Seriously, I cannot recommend The Gift of Fear enough. Here's another excerpt:
A television news show reports on a man who shot and killed his wife at work. A restraining order had been served on him the same day as his divorce papers, coincidentally also his birthday. The story tells of the man's threats, of his being fired from his job, of his putting a gun to his wife's head the week before the killing, of his stalking her. Even with all these facts, the reported ends with: "Officials concede that no one could have predicted this would happen."

This is an extreme example in that the initial story lists all the factors from which one might readily conclude that the murder could quite readily have been predicted (and still concluded that it couldn't have been predicted), but it illustrates how the news media, and those who consume the news media, are locked into a pattern of denial. We want to believe that violence--especially lethal violence--isn't predictable, because otherwise, we might have to accept some measure of responsibility (even if it's just to our own consciences) for failing to intervene to stop an act of violence that we could see coming.

2) It doesn't matter anyway, since my point is that a gun is so vastly superior to other methods of killing that it cannot reasonably be compared to bludgeoning, stabbing, suffocation, etc., etc.
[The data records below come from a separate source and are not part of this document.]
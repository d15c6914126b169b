//! Gallery Integration Tests
//!
//! End-to-end tests of the gallery page: loading, grouping, the viewer state
//! machine, address synchronization and keyboard bindings working together.

use app_state::{FetchError, MediaFetcher, MediaItem, MediaRef, PageWindow, QueryState};
use app_ui::{
    GalleryCommand, GalleryState, History, Key, KeyboardHost, ListenerId, MemoryHistory, Section,
    SyncAction,
};
use async_trait::async_trait;
use portfolio::{GalleryPage, SiteConfig};
use sanity_client::Slug;
use std::collections::{HashSet, VecDeque};
use std::sync::{Arc, Mutex};
use tempfile::TempDir;

// =============================================================================
// Fakes
// =============================================================================

type Page = Result<Vec<MediaItem>, FetchError>;

/// Returns scripted responses in order and records requested windows
#[derive(Clone, Default)]
struct ScriptedFetcher {
    responses: Arc<Mutex<VecDeque<Page>>>,
    windows: Arc<Mutex<Vec<Option<PageWindow>>>>,
}

impl ScriptedFetcher {
    fn new(responses: Vec<Page>) -> Self {
        Self {
            responses: Arc::new(Mutex::new(responses.into())),
            windows: Arc::default(),
        }
    }

    fn windows(&self) -> Vec<Option<PageWindow>> {
        self.windows.lock().unwrap().clone()
    }
}

#[async_trait]
impl MediaFetcher for ScriptedFetcher {
    async fn fetch(&self, window: Option<PageWindow>) -> Page {
        self.windows.lock().unwrap().push(window);
        self.responses
            .lock()
            .unwrap()
            .pop_front()
            .unwrap_or_else(|| Ok(Vec::new()))
    }
}

/// Keyboard registry that tracks live listeners
#[derive(Default)]
struct RecordingKeyboard {
    next_id: u64,
    live: HashSet<ListenerId>,
    added: usize,
}

impl KeyboardHost for RecordingKeyboard {
    fn add_listener(&mut self) -> ListenerId {
        self.next_id += 1;
        self.added += 1;
        let id = ListenerId(self.next_id);
        self.live.insert(id);
        id
    }

    fn remove_listener(&mut self, id: ListenerId) {
        assert!(self.live.remove(&id), "listener {:?} removed twice", id);
    }
}

/// Memory history that counts writes
#[derive(Default)]
struct CountingHistory {
    inner: MemoryHistory,
    pushes: usize,
    replaces: usize,
}

impl CountingHistory {
    fn at(location: &str) -> Self {
        Self {
            inner: MemoryHistory::new(location),
            ..Default::default()
        }
    }

    fn writes(&self) -> usize {
        self.pushes + self.replaces
    }
}

impl History for CountingHistory {
    fn location(&self) -> String {
        self.inner.location()
    }

    fn push(&mut self, path: &str) {
        self.pushes += 1;
        self.inner.push(path);
    }

    fn replace(&mut self, path: &str) {
        self.replaces += 1;
        self.inner.replace(path);
    }
}

// =============================================================================
// Helpers
// =============================================================================

fn photo(id: &str, category: &str, slug: Option<&str>) -> MediaItem {
    MediaItem {
        id: id.to_string(),
        title: id.to_uppercase(),
        category: Some(category.to_string()),
        slug: slug.map(|s| Slug::new(s).unwrap()),
        media_ref: MediaRef::Missing,
    }
}

fn video(id: &str) -> MediaItem {
    MediaItem {
        id: id.to_string(),
        title: id.to_uppercase(),
        category: None,
        slug: Some(Slug::new(id).unwrap()),
        media_ref: MediaRef::Video {
            vimeo_id: "76979871".to_string(),
        },
    }
}

fn example_catalog() -> Vec<MediaItem> {
    vec![
        photo("a", "Landscape", Some("a1")),
        photo("b", "Landscape", Some("b2")),
        photo("c", "Portrait", Some("c3")),
    ]
}

type PhotoPage = GalleryPage<ScriptedFetcher, CountingHistory, RecordingKeyboard>;

fn photo_page(location: &str, responses: Vec<Page>) -> PhotoPage {
    GalleryPage::new(
        Section::Photos,
        ScriptedFetcher::new(responses),
        CountingHistory::at(location),
        RecordingKeyboard::default(),
        &SiteConfig::default(),
    )
}

fn open_position(page: &PhotoPage) -> Option<(String, usize)> {
    match page.navigator().state() {
        GalleryState::Open(open) => Some((open.group.clone(), open.index)),
        GalleryState::Closed => None,
    }
}

// =============================================================================
// Scenarios
// =============================================================================

#[tokio::test(start_paused = true)]
async fn test_example_scenario_end_to_end() {
    let mut page = photo_page("/photos", vec![Ok(example_catalog())]);
    assert!(page.load().await);

    page.click("Landscape", 1).unwrap();
    assert_eq!(open_position(&page), Some(("Landscape".to_string(), 1)));
    assert_eq!(page.history().location(), "/photos/b2");
    assert_eq!(page.history().inner.len(), 2);

    page.settle().await;
    assert!(page.view().unwrap().animating_in);

    assert_eq!(page.key(Key::ArrowRight), Some(GalleryCommand::Next));
    assert_eq!(open_position(&page), Some(("Landscape".to_string(), 0)));
    assert_eq!(page.history().location(), "/photos/a1");
    assert_eq!(page.history().inner.len(), 2);

    assert_eq!(page.key(Key::Escape), Some(GalleryCommand::Close));
    assert!(page.keyboard().live.is_empty());
    page.settle().await;

    assert_eq!(page.navigator().state(), &GalleryState::Closed);
    assert_eq!(page.history().location(), "/photos");
    assert_eq!(page.key(Key::ArrowLeft), None);
}

#[tokio::test(start_paused = true)]
async fn test_deep_link_opens_item_without_writing_history() {
    let mut page = photo_page("/photos/c3?utm_source=instagram", vec![Ok(example_catalog())]);
    assert_eq!(page.history().location(), "/photos/c3");
    assert_eq!(page.history().replaces, 1);

    page.load().await;
    assert_eq!(open_position(&page), Some(("Portrait".to_string(), 0)));
    assert_eq!(page.history().writes(), 1);
    assert_eq!(page.keyboard().live.len(), 1);

    page.settle().await;
    let meta = page.meta();
    assert_eq!(meta.title, "C - Photo by Red Malanga");
    assert_eq!(meta.canonical, "https://redmalanga.com/photos/c3");
}

#[tokio::test]
async fn test_address_changes_never_write_history() {
    let mut page = photo_page("/photos", vec![Ok(example_catalog())]);
    page.load().await;
    let writes = page.history().writes();

    assert!(matches!(
        page.location_changed("/photos/b2"),
        SyncAction::Opened { .. }
    ));
    assert!(matches!(
        page.location_changed("/photos/c3"),
        SyncAction::Opened { transition: None, .. }
    ));
    assert_eq!(page.location_changed("/photos/c3"), SyncAction::Unchanged);
    assert!(matches!(
        page.location_changed("/photos"),
        SyncAction::Closed { .. }
    ));

    assert_eq!(page.history().writes(), writes);
}

#[tokio::test]
async fn test_back_button_after_click_closes_viewer() {
    let mut page = photo_page("/photos", vec![Ok(example_catalog())]);
    page.load().await;
    page.click("Portrait", 0).unwrap();

    let location = page.history_mut().inner.back().unwrap();
    page.location_changed(&location);

    assert!(page.navigator().is_closing());
    assert_eq!(page.history().pushes, 1);
    assert!(page.keyboard().live.is_empty());
}

#[tokio::test]
async fn test_slugless_item_opens_ephemeral_viewer() {
    let mut page = photo_page(
        "/photos",
        vec![Ok(vec![photo("legacy", "Archive", None), photo("new", "Archive", Some("new"))])],
    );
    page.load().await;

    page.click("Archive", 0).unwrap();
    assert_eq!(page.history().writes(), 0);
    assert_eq!(page.history().location(), "/photos");

    let view = page.view().unwrap();
    assert_eq!(view.item.id, "legacy");
    assert_eq!(view.meta.canonical, "https://redmalanga.com/photos");

    assert_eq!(page.location_changed("/photos"), SyncAction::Unchanged);
    assert!(page.navigator().is_interactive());

    page.command(GalleryCommand::Next);
    assert_eq!(page.history().location(), "/photos/new");
    assert_eq!(page.history().replaces, 1);
}

#[tokio::test]
async fn test_failed_load_keeps_empty_state() {
    let mut page = photo_page(
        "/photos/a1",
        vec![
            Err(FetchError::Request("connection reset".to_string())),
            Ok(example_catalog()),
        ],
    );

    assert!(!page.load().await);
    assert_eq!(page.load_state(), QueryState::Error);
    assert!(page.catalog().is_empty());
    assert!(page.view().is_none());
    assert_eq!(page.meta().title, "Photography Portfolio - Red Malanga - Aaron ALAYO");

    assert!(page.load().await);
    assert_eq!(open_position(&page), Some(("Landscape".to_string(), 0)));
}

#[tokio::test]
async fn test_late_responses_are_discarded() {
    let mut page = photo_page("/photos", Vec::new());

    let first = page.begin_load().unwrap();
    let second = page.begin_load().unwrap();
    assert!(!page.apply_load(first, Ok(vec![photo("old", "Old", None)])));
    assert!(page.apply_load(second, Ok(example_catalog())));
    assert_eq!(page.catalog().len(), 3);

    let late = page.begin_load().unwrap();
    page.unmount();
    assert!(!page.apply_load(late, Ok(Vec::new())));
    assert_eq!(page.catalog().len(), 3);
    assert!(page.begin_load().is_none());
}

#[tokio::test]
async fn test_unmount_releases_key_listener() {
    let mut page = photo_page("/photos/a1", vec![Ok(example_catalog())]);
    page.load().await;
    assert_eq!(page.keyboard().live.len(), 1);

    page.unmount();
    assert!(page.keyboard().live.is_empty());
    assert_eq!(page.keyboard().added, 1);
    assert_eq!(page.navigator().state(), &GalleryState::Closed);
}

#[tokio::test]
async fn test_refetch_clamps_open_index() {
    let mut page = photo_page(
        "/photos",
        vec![
            Ok(example_catalog()),
            Ok(vec![photo("a", "Landscape", Some("a1"))]),
        ],
    );
    page.load().await;
    page.click("Landscape", 1).unwrap();

    page.load().await;
    assert_eq!(open_position(&page), Some(("Landscape".to_string(), 0)));
}

#[tokio::test]
async fn test_rapid_navigation_last_write_wins() {
    let items = (0..5)
        .map(|i| photo(&format!("p{}", i), "Street", Some(&format!("s{}", i))))
        .collect();
    let mut page = photo_page("/photos", vec![Ok(items)]);
    page.load().await;
    page.click("Street", 0).unwrap();

    for _ in 0..7 {
        page.key(Key::ArrowRight);
    }
    page.key(Key::ArrowLeft);

    assert_eq!(open_position(&page), Some(("Street".to_string(), 1)));
    assert_eq!(page.history().location(), "/photos/s1");
    assert_eq!(page.history().pushes, 1);
}

#[tokio::test]
async fn test_video_pages_accumulate_without_duplicates() {
    let first: Vec<MediaItem> = ["v1", "v2", "v3", "v4", "v5", "v6"]
        .into_iter()
        .map(video)
        .collect();
    let second: Vec<MediaItem> = ["v6", "v7"].into_iter().map(video).collect();
    let fetcher = ScriptedFetcher::new(vec![Ok(first), Ok(second), Ok(Vec::new())]);

    let mut page = GalleryPage::new(
        Section::Videos,
        fetcher.clone(),
        CountingHistory::at("/videos/v7"),
        RecordingKeyboard::default(),
        &SiteConfig::default(),
    );

    assert!(page.load().await);
    assert!(page.navigator().state() == &GalleryState::Closed);
    assert!(page.load_more().await);
    assert!(page.has_more());
    assert_eq!(page.catalog().len(), 7);
    assert!(page.navigator().is_open());

    assert!(page.load_more().await);
    assert!(!page.has_more());
    assert!(!page.load_more().await);

    assert_eq!(
        fetcher.windows(),
        vec![
            Some(PageWindow::new(0, 6)),
            Some(PageWindow::new(6, 6)),
            Some(PageWindow::new(12, 6)),
        ]
    );
    assert_eq!(page.meta().title, "V7 - Video by Red Malanga");
    assert!(page
        .view()
        .unwrap()
        .asset_url
        .unwrap()
        .starts_with("https://player.vimeo.com/video/"));
}

#[test]
fn test_site_config_from_file() {
    let temp_dir = TempDir::new().unwrap();
    let path = temp_dir.path().join("site.json");
    std::fs::write(
        &path,
        r#"{"site": {"site_url": "https://staging.redmalanga.com"}, "sanity": {"dataset": "staging"}}"#,
    )
    .unwrap();

    let config = SiteConfig::from_json_file(&path).unwrap();
    assert_eq!(config.site.site_url, "https://staging.redmalanga.com");
    assert_eq!(config.site.brand, "Red Malanga");
    assert_eq!(config.sanity.dataset, "staging");

    let missing = SiteConfig::from_json_file(temp_dir.path().join("nope.json"));
    assert!(missing.unwrap_err().to_string().contains("failed to read site config"));
}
Why shouldn't it matter? If domestic homicides are, in fact, overwhelmingly premeditated affairs, then it follows that the prospective perpetrator will tailor his plans to the means he has available. While firearms are certainly the most popular and efficient means of committing murder(-suicide), it is unrealistic to believe that someone who has made the decision to kill will allow himself to be stopped because that one method is unavailable. O.J. Simpson managed without a gun, didn't he? As have plenty of other spousal killers.

3) We're talking murder-suicide. I'd posit that very few murder-suicides are *not* crimes of passion, AIICU.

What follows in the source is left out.